Niederschwellig, inklusiv und für alle offen
Ziel der Veranstaltung am 18. April 2024 in Offenbach war es, Nutzungsanforderungen für die Raumkonzeption der neuen Bibliothek einzuholen und Kooperationspartner:innen zu identifizieren. Die eingeholten Ideen zielten darauf ab, einen vielseitigen, niederschwelligen Ort zu schaffen – für alle Kulturen, Generationen und sozialen Schichten. Es gab eine große Nachfrage nach kreativen Veranstaltungsformaten sowie Bildungs- und Lernmöglichkeiten. Die Innenstadtlage, die Zugänglichkeit und die Möglichkeit zur Vernetzung machen die geplante Bibliothek besonders attraktiv. Es wurde deutlich: Wichtiger als ein perfekt durchstrukturierter Prozess in der Projektentwicklung sind Wertschätzung sowie eine offene Kommunikation.

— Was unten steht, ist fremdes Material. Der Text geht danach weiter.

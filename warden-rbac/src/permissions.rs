//! # Permission sets
//!
//! A permission is an atomic, named capability string. This module
//! provides the set type used for effective permissions and for
//! intersection checks against declared requirements.

use serde::{Deserialize, Serialize};
use std::collections::HashSet;

/// A set of permission names.
///
/// Set semantics throughout: unordered, no duplicates. Adding a name
/// twice is a no-op, so a role granted twice contributes its
/// permissions once.
///
/// # Example
///
/// ```
/// use warden_rbac::PermissionSet;
///
/// let mut set = PermissionSet::new();
/// set.add("view_own_documents");
/// set.add("view_own_documents"); // duplicate, no-op
///
/// assert_eq!(set.len(), 1);
/// assert!(set.contains("view_own_documents"));
/// assert!(set.contains_any(["manage_roles", "view_own_documents"]));
/// ```
#[derive(Debug, Clone, Default, PartialEq, Eq, Serialize, Deserialize)]
pub struct PermissionSet {
    /// The permission names in this set.
    permissions: HashSet<String>,
}

impl PermissionSet {
    /// Create a new empty permission set.
    pub fn new() -> Self {
        Self {
            permissions: HashSet::new(),
        }
    }

    /// Create from a list of permission names.
    ///
    /// # Arguments
    ///
    /// * `names` - Permission names (e.g. `["manage_roles"]`)
    ///
    /// # Example
    ///
    /// ```
    /// use warden_rbac::PermissionSet;
    ///
    /// let set = PermissionSet::from_names(["manage_roles", "assign_roles"]);
    /// assert_eq!(set.len(), 2);
    /// ```
    pub fn from_names<I, S>(names: I) -> Self
    where
        I: IntoIterator<Item = S>,
        S: Into<String>,
    {
        Self {
            permissions: names.into_iter().map(Into::into).collect(),
        }
    }

    /// Add a permission name to the set.
    pub fn add(&mut self, name: impl Into<String>) {
        self.permissions.insert(name.into());
    }

    /// Remove a permission name from the set.
    ///
    /// # Returns
    ///
    /// `true` if the name was present, `false` otherwise
    pub fn remove(&mut self, name: &str) -> bool {
        self.permissions.remove(name)
    }

    /// Check if the set contains a permission name.
    pub fn contains(&self, name: &str) -> bool {
        self.permissions.contains(name)
    }

    /// Check if the set contains at least one of the given names.
    ///
    /// This is the ANY-of check the engine performs between an
    /// identity's effective permissions and a declared requirement.
    ///
    /// # Arguments
    ///
    /// * `names` - The names to check against
    ///
    /// # Returns
    ///
    /// `true` if the intersection is non-empty
    pub fn contains_any<I, S>(&self, names: I) -> bool
    where
        I: IntoIterator<Item = S>,
        S: AsRef<str>,
    {
        names
            .into_iter()
            .any(|name| self.permissions.contains(name.as_ref()))
    }

    /// Merge another permission set into this one (union).
    ///
    /// # Arguments
    ///
    /// * `other` - The permission set to merge
    pub fn merge(&mut self, other: &PermissionSet) {
        for perm in &other.permissions {
            self.permissions.insert(perm.clone());
        }
    }

    /// Iterate over the permission names.
    pub fn iter(&self) -> impl Iterator<Item = &str> {
        self.permissions.iter().map(String::as_str)
    }

    /// Get the count of permissions.
    pub fn len(&self) -> usize {
        self.permissions.len()
    }

    /// Check if empty.
    pub fn is_empty(&self) -> bool {
        self.permissions.is_empty()
    }
}

impl<S: Into<String>> FromIterator<S> for PermissionSet {
    fn from_iter<T: IntoIterator<Item = S>>(iter: T) -> Self {
        Self::from_names(iter)
    }
}

impl<S: Into<String>> Extend<S> for PermissionSet {
    fn extend<T: IntoIterator<Item = S>>(&mut self, iter: T) {
        for name in iter {
            self.permissions.insert(name.into());
        }
    }
}
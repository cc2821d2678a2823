//! The persistence seam
//!
//! This module defines the `AccessStore` trait the resolver and the
//! management services depend on. Implementations must make each
//! mutating call atomic: an `assign_role` and a concurrent
//! `unassign_role` on the same pair have to serialize.

use async_trait::async_trait;
use uuid::Uuid;

use warden_model::{Permission, Role, User};

use crate::error::StoreResult;

/// Storage operations for users, roles, permissions, and their joins.
///
/// Lookups are by ID or by the unique name key (email for users).
/// Creates enforce name uniqueness and fail with
/// [`StoreError::DuplicateName`](crate::StoreError::DuplicateName)
/// rather than silently merging.
#[async_trait]
pub trait AccessStore: Send + Sync {
    // --- Users ---

    /// Persist a new user. Fails on duplicate email.
    async fn create_user(&self, user: User) -> StoreResult<User>;

    /// Look up a user by ID.
    async fn user_by_id(&self, id: Uuid) -> StoreResult<User>;

    /// Look up a user by email.
    async fn user_by_email(&self, email: &str) -> StoreResult<User>;

    /// Replace a stored user record (matched by ID).
    async fn update_user(&self, user: User) -> StoreResult<User>;

    // --- Roles ---

    /// Persist a new role. Fails on duplicate name.
    async fn create_role(&self, role: Role) -> StoreResult<Role>;

    /// Look up a role by ID.
    async fn role_by_id(&self, id: Uuid) -> StoreResult<Role>;

    /// Look up a role by name.
    async fn role_by_name(&self, name: &str) -> StoreResult<Role>;

    /// Replace a stored role record (matched by ID). Fails if the new
    /// name collides with another role.
    async fn update_role(&self, role: Role) -> StoreResult<Role>;

    /// Delete a role. Cascades removal from every user holding it.
    async fn delete_role(&self, id: Uuid) -> StoreResult<()>;

    /// List all roles.
    async fn list_roles(&self) -> StoreResult<Vec<Role>>;

    // --- Permissions ---

    /// Persist a new permission. Fails on duplicate name.
    async fn create_permission(&self, permission: Permission) -> StoreResult<Permission>;

    /// Look up a permission by ID.
    async fn permission_by_id(&self, id: Uuid) -> StoreResult<Permission>;

    /// Look up a permission by name.
    async fn permission_by_name(&self, name: &str) -> StoreResult<Permission>;

    /// Replace a stored permission record (matched by ID). Fails if the
    /// new name collides with another permission.
    async fn update_permission(&self, permission: Permission) -> StoreResult<Permission>;

    /// Delete a permission. Cascades removal from every role
    /// referencing it.
    async fn delete_permission(&self, id: Uuid) -> StoreResult<()>;

    /// List all permissions.
    async fn list_permissions(&self) -> StoreResult<Vec<Permission>>;

    // --- User↔Role join ---

    /// Add `(user_id, role_id)` to the join. Set semantics: adding an
    /// existing pair is a no-op success. Fails if either side is
    /// missing.
    async fn assign_role(&self, user_id: Uuid, role_id: Uuid) -> StoreResult<()>;

    /// Remove `(user_id, role_id)` from the join. Set semantics:
    /// removing an absent pair is a no-op success. Fails if either side
    /// is missing.
    async fn unassign_role(&self, user_id: Uuid, role_id: Uuid) -> StoreResult<()>;

    /// All roles currently assigned to a user.
    async fn roles_of_user(&self, user_id: Uuid) -> StoreResult<Vec<Role>>;

    // --- Role↔Permission join ---

    /// Replace a role's permission set with exactly the given
    /// permission IDs. Fails if the role or any permission is missing.
    async fn set_role_permissions(&self, role_id: Uuid, permission_ids: &[Uuid])
        -> StoreResult<()>;

    /// All permissions currently attached to a role.
    async fn permissions_of_role(&self, role_id: Uuid) -> StoreResult<Vec<Permission>>;
}
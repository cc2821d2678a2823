//! # Warden Administration
//!
//! Authorization-guarded management services for the Warden platform:
//! role assignment plus the role and permission catalogs.
//!
//! ## Overview
//!
//! The warden-admin crate handles:
//! - **Role assignment**: `assign` / `unassign` of a role to a user,
//!   guarded by the `assign_roles` permission
//! - **Role catalog**: CRUD guarded by `manage_roles`
//! - **Permission catalog**: CRUD guarded by `manage_permissions`
//!
//! The RBAC system protects its own administration surface using
//! itself: every service method takes the caller's [`Identity`] as an
//! explicit first parameter and runs it through the engine against the
//! operation's statically declared [`Requirement`] before doing
//! anything else.
//!
//! [`Identity`]: warden_rbac::Identity
//! [`Requirement`]: warden_rbac::Requirement
//!
//! ## Usage
//!
//! ```rust,no_run
//! use std::sync::Arc;
//! use uuid::Uuid;
//! use warden_admin::{AssignmentRequest, RoleAssignmentService};
//! use warden_rbac::Identity;
//! use warden_store::MemoryStore;
//!
//! # async fn demo(admin: Identity, user_id: Uuid, role_id: Uuid) {
//! let service = RoleAssignmentService::new(Arc::new(MemoryStore::new()));
//! let confirmation = service
//!     .assign(&admin, AssignmentRequest::new(user_id, role_id))
//!     .await
//!     .unwrap();
//! println!("{}", confirmation.message);
//! # }
//! ```
//!
//! ## Error surface
//!
//! An anonymous caller gets `Unauthenticated` (401); an authenticated
//! caller lacking the required permission gets `Forbidden` (403) with
//! one fixed message that never names the missing permission. Request
//! validation (400) runs before any lookup; missing referents are
//! `NotFound` (404); duplicate unique names are `Conflict` (409).

pub mod assignment;
pub mod catalog;
pub mod error;
pub mod guard;

// Re-export main types
pub use assignment::{AssignmentConfirmation, AssignmentRequest, RoleAssignmentService};
pub use catalog::{
    CreatePermission, CreateRole, PermissionCatalog, RoleCatalog, RoleDetail, UpdatePermission,
    UpdateRole,
};
pub use error::{AdminError, AdminResult};
pub use guard::require;
//! In-memory store implementation
//!
//! Suitable for single-process applications and testing. All tables
//! live behind one `RwLock`; every mutating call holds the write guard
//! for its whole duration, which gives each call the transactional
//! behavior the trait requires.

use std::collections::{HashMap, HashSet};

use async_trait::async_trait;
use tokio::sync::RwLock;
use tracing::{debug, info};
use uuid::Uuid;

use warden_model::{Permission, Role, User};

use crate::error::{StoreError, StoreResult};
use crate::store::AccessStore;

#[derive(Default)]
struct Tables {
    users: HashMap<Uuid, User>,
    roles: HashMap<Uuid, Role>,
    permissions: HashMap<Uuid, Permission>,
    /// User↔Role join, unique on the pair
    user_roles: HashSet<(Uuid, Uuid)>,
    /// Role↔Permission join, unique on the pair
    role_permissions: HashSet<(Uuid, Uuid)>,
}

impl Tables {
    fn user(&self, id: Uuid) -> StoreResult<&User> {
        self.users.get(&id).ok_or(StoreError::not_found("user"))
    }

    fn role(&self, id: Uuid) -> StoreResult<&Role> {
        self.roles.get(&id).ok_or(StoreError::not_found("role"))
    }

    fn permission(&self, id: Uuid) -> StoreResult<&Permission> {
        self.permissions
            .get(&id)
            .ok_or(StoreError::not_found("permission"))
    }
}

/// In-memory `AccessStore` implementation.
///
/// # Example
///
/// ```rust,no_run
/// use warden_store::MemoryStore;
///
/// let store = MemoryStore::new();
/// ```
pub struct MemoryStore {
    tables: RwLock<Tables>,
}

impl MemoryStore {
    /// Create a new empty store.
    pub fn new() -> Self {
        Self {
            tables: RwLock::new(Tables::default()),
        }
    }
}

impl Default for MemoryStore {
    fn default() -> Self {
        Self::new()
    }
}

impl std::fmt::Debug for MemoryStore {
    fn fmt(&self, f: &mut std::fmt::Formatter<'_>) -> std::fmt::Result {
        f.debug_struct("MemoryStore").finish_non_exhaustive()
    }
}

#[async_trait]
impl AccessStore for MemoryStore {
    async fn create_user(&self, user: User) -> StoreResult<User> {
        let mut tables = self.tables.write().await;

        if tables.users.values().any(|u| u.email == user.email) {
            return Err(StoreError::duplicate("user", &user.email));
        }

        info!("Created user '{}'", user.email);
        tables.users.insert(user.id, user.clone());
        Ok(user)
    }

    async fn user_by_id(&self, id: Uuid) -> StoreResult<User> {
        let tables = self.tables.read().await;
        tables.user(id).cloned()
    }

    async fn user_by_email(&self, email: &str) -> StoreResult<User> {
        let tables = self.tables.read().await;
        tables
            .users
            .values()
            .find(|u| u.email == email)
            .cloned()
            .ok_or(StoreError::not_found("user"))
    }

    async fn update_user(&self, user: User) -> StoreResult<User> {
        let mut tables = self.tables.write().await;
        tables.user(user.id)?;

        if tables
            .users
            .values()
            .any(|u| u.id != user.id && u.email == user.email)
        {
            return Err(StoreError::duplicate("user", &user.email));
        }

        tables.users.insert(user.id, user.clone());
        Ok(user)
    }

    async fn create_role(&self, role: Role) -> StoreResult<Role> {
        let mut tables = self.tables.write().await;

        if tables.roles.values().any(|r| r.name == role.name) {
            return Err(StoreError::duplicate("role", &role.name));
        }

        info!("Created role '{}'", role.name);
        tables.roles.insert(role.id, role.clone());
        Ok(role)
    }

    async fn role_by_id(&self, id: Uuid) -> StoreResult<Role> {
        let tables = self.tables.read().await;
        tables.role(id).cloned()
    }

    async fn role_by_name(&self, name: &str) -> StoreResult<Role> {
        let tables = self.tables.read().await;
        tables
            .roles
            .values()
            .find(|r| r.name == name)
            .cloned()
            .ok_or(StoreError::not_found("role"))
    }

    async fn update_role(&self, role: Role) -> StoreResult<Role> {
        let mut tables = self.tables.write().await;
        tables.role(role.id)?;

        if tables
            .roles
            .values()
            .any(|r| r.id != role.id && r.name == role.name)
        {
            return Err(StoreError::duplicate("role", &role.name));
        }

        tables.roles.insert(role.id, role.clone());
        Ok(role)
    }

    async fn delete_role(&self, id: Uuid) -> StoreResult<()> {
        let mut tables = self.tables.write().await;
        let role = tables.roles.remove(&id).ok_or(StoreError::not_found("role"))?;

        // Cascade out of both joins
        tables.user_roles.retain(|(_, role_id)| *role_id != id);
        tables.role_permissions.retain(|(role_id, _)| *role_id != id);

        info!("Deleted role '{}'", role.name);
        Ok(())
    }

    async fn list_roles(&self) -> StoreResult<Vec<Role>> {
        let tables = self.tables.read().await;
        let mut roles: Vec<Role> = tables.roles.values().cloned().collect();
        roles.sort_by(|a, b| a.name.cmp(&b.name));
        Ok(roles)
    }

    async fn create_permission(&self, permission: Permission) -> StoreResult<Permission> {
        let mut tables = self.tables.write().await;

        if tables
            .permissions
            .values()
            .any(|p| p.name == permission.name)
        {
            return Err(StoreError::duplicate("permission", &permission.name));
        }

        info!("Created permission '{}'", permission.name);
        tables.permissions.insert(permission.id, permission.clone());
        Ok(permission)
    }

    async fn permission_by_id(&self, id: Uuid) -> StoreResult<Permission> {
        let tables = self.tables.read().await;
        tables.permission(id).cloned()
    }

    async fn permission_by_name(&self, name: &str) -> StoreResult<Permission> {
        let tables = self.tables.read().await;
        tables
            .permissions
            .values()
            .find(|p| p.name == name)
            .cloned()
            .ok_or(StoreError::not_found("permission"))
    }

    async fn update_permission(&self, permission: Permission) -> StoreResult<Permission> {
        let mut tables = self.tables.write().await;
        tables.permission(permission.id)?;

        if tables
            .permissions
            .values()
            .any(|p| p.id != permission.id && p.name == permission.name)
        {
            return Err(StoreError::duplicate("permission", &permission.name));
        }

        tables.permissions.insert(permission.id, permission.clone());
        Ok(permission)
    }

    async fn delete_permission(&self, id: Uuid) -> StoreResult<()> {
        let mut tables = self.tables.write().await;
        let permission = tables
            .permissions
            .remove(&id)
            .ok_or(StoreError::not_found("permission"))?;

        // Cascade out of every role referencing it
        tables.role_permissions.retain(|(_, perm_id)| *perm_id != id);

        info!("Deleted permission '{}'", permission.name);
        Ok(())
    }

    async fn list_permissions(&self) -> StoreResult<Vec<Permission>> {
        let tables = self.tables.read().await;
        let mut permissions: Vec<Permission> = tables.permissions.values().cloned().collect();
        permissions.sort_by(|a, b| a.name.cmp(&b.name));
        Ok(permissions)
    }

    async fn assign_role(&self, user_id: Uuid, role_id: Uuid) -> StoreResult<()> {
        let mut tables = self.tables.write().await;
        tables.user(user_id)?;
        tables.role(role_id)?;

        let inserted = tables.user_roles.insert((user_id, role_id));
        debug!(%user_id, %role_id, inserted, "assign_role");
        Ok(())
    }

    async fn unassign_role(&self, user_id: Uuid, role_id: Uuid) -> StoreResult<()> {
        let mut tables = self.tables.write().await;
        tables.user(user_id)?;
        tables.role(role_id)?;

        let removed = tables.user_roles.remove(&(user_id, role_id));
        debug!(%user_id, %role_id, removed, "unassign_role");
        Ok(())
    }

    async fn roles_of_user(&self, user_id: Uuid) -> StoreResult<Vec<Role>> {
        let tables = self.tables.read().await;
        tables.user(user_id)?;

        let mut roles: Vec<Role> = tables
            .user_roles
            .iter()
            .filter(|(uid, _)| *uid == user_id)
            .filter_map(|(_, role_id)| tables.roles.get(role_id))
            .cloned()
            .collect();
        roles.sort_by(|a, b| a.name.cmp(&b.name));
        Ok(roles)
    }

    async fn set_role_permissions(
        &self,
        role_id: Uuid,
        permission_ids: &[Uuid],
    ) -> StoreResult<()> {
        let mut tables = self.tables.write().await;
        tables.role(role_id)?;
        for perm_id in permission_ids {
            tables.permission(*perm_id)?;
        }

        tables.role_permissions.retain(|(rid, _)| *rid != role_id);
        for perm_id in permission_ids {
            tables.role_permissions.insert((role_id, *perm_id));
        }
        Ok(())
    }

    async fn permissions_of_role(&self, role_id: Uuid) -> StoreResult<Vec<Permission>> {
        let tables = self.tables.read().await;
        tables.role(role_id)?;

        let mut permissions: Vec<Permission> = tables
            .role_permissions
            .iter()
            .filter(|(rid, _)| *rid == role_id)
            .filter_map(|(_, perm_id)| tables.permissions.get(perm_id))
            .cloned()
            .collect();
        permissions.sort_by(|a, b| a.name.cmp(&b.name));
        Ok(permissions)
    }
}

Bewohnende empowern: Potenziale der kulturell-kreative Wohnquartiersentwicklung
Wertschätzung und Empowerment sind auch bei unserem dritten Themenkomplex wichtig: Gerade Großwohnsiedlungen haben bis heute oft mit sozialen Problemen oder einem schlechten Image zu kämpfen. Wenn es darum geht, die Entfaltungsmöglichkeiten der Bewohner:innen sowie ihre Identifizierung mit ihrem Wohnstandort zu erhöhen und den Zusammenhalt zu steigern, haben kulturell-kreative Angebote großes Potenzial. Dieses wird bislang selten ausgeschöpft. Gemeinsam mit den Berliner Wohnungsunternehmen GESOBAU, degewo, der Stiftung Berliner Leben (GEWOBAG) und der Stiftung Stadtkultur (HOWOGE) haben wir von der Vernetzungsinitiative Anfang 2024 die verschiedenen Ansätze diskutiert, mit denen derzeit kulturelle Stadtentwicklung in Wohnquartieren praktiziert wird – etwa durch Stiftungen, Kooperationsverträge oder neue Strukturen, die das Eigenengagement im Viertel befördern und kanalisieren sollen. Die Ergebnisse fließen in ein Positionspapier ein, das demnächst veröffentlicht wird. Zudem werden wir im Februar 2025 zusammen mit dem vhw in Berlin eine Konferenz zum Thema „Kultur- und Kreativarbeit durch Wohnungsunternehmen in Wohnquartieren“ organisieren, die bundesweit die Wohnungswirtschaft auf die Möglichkeiten dieses Bereichs aufmerksam machen soll.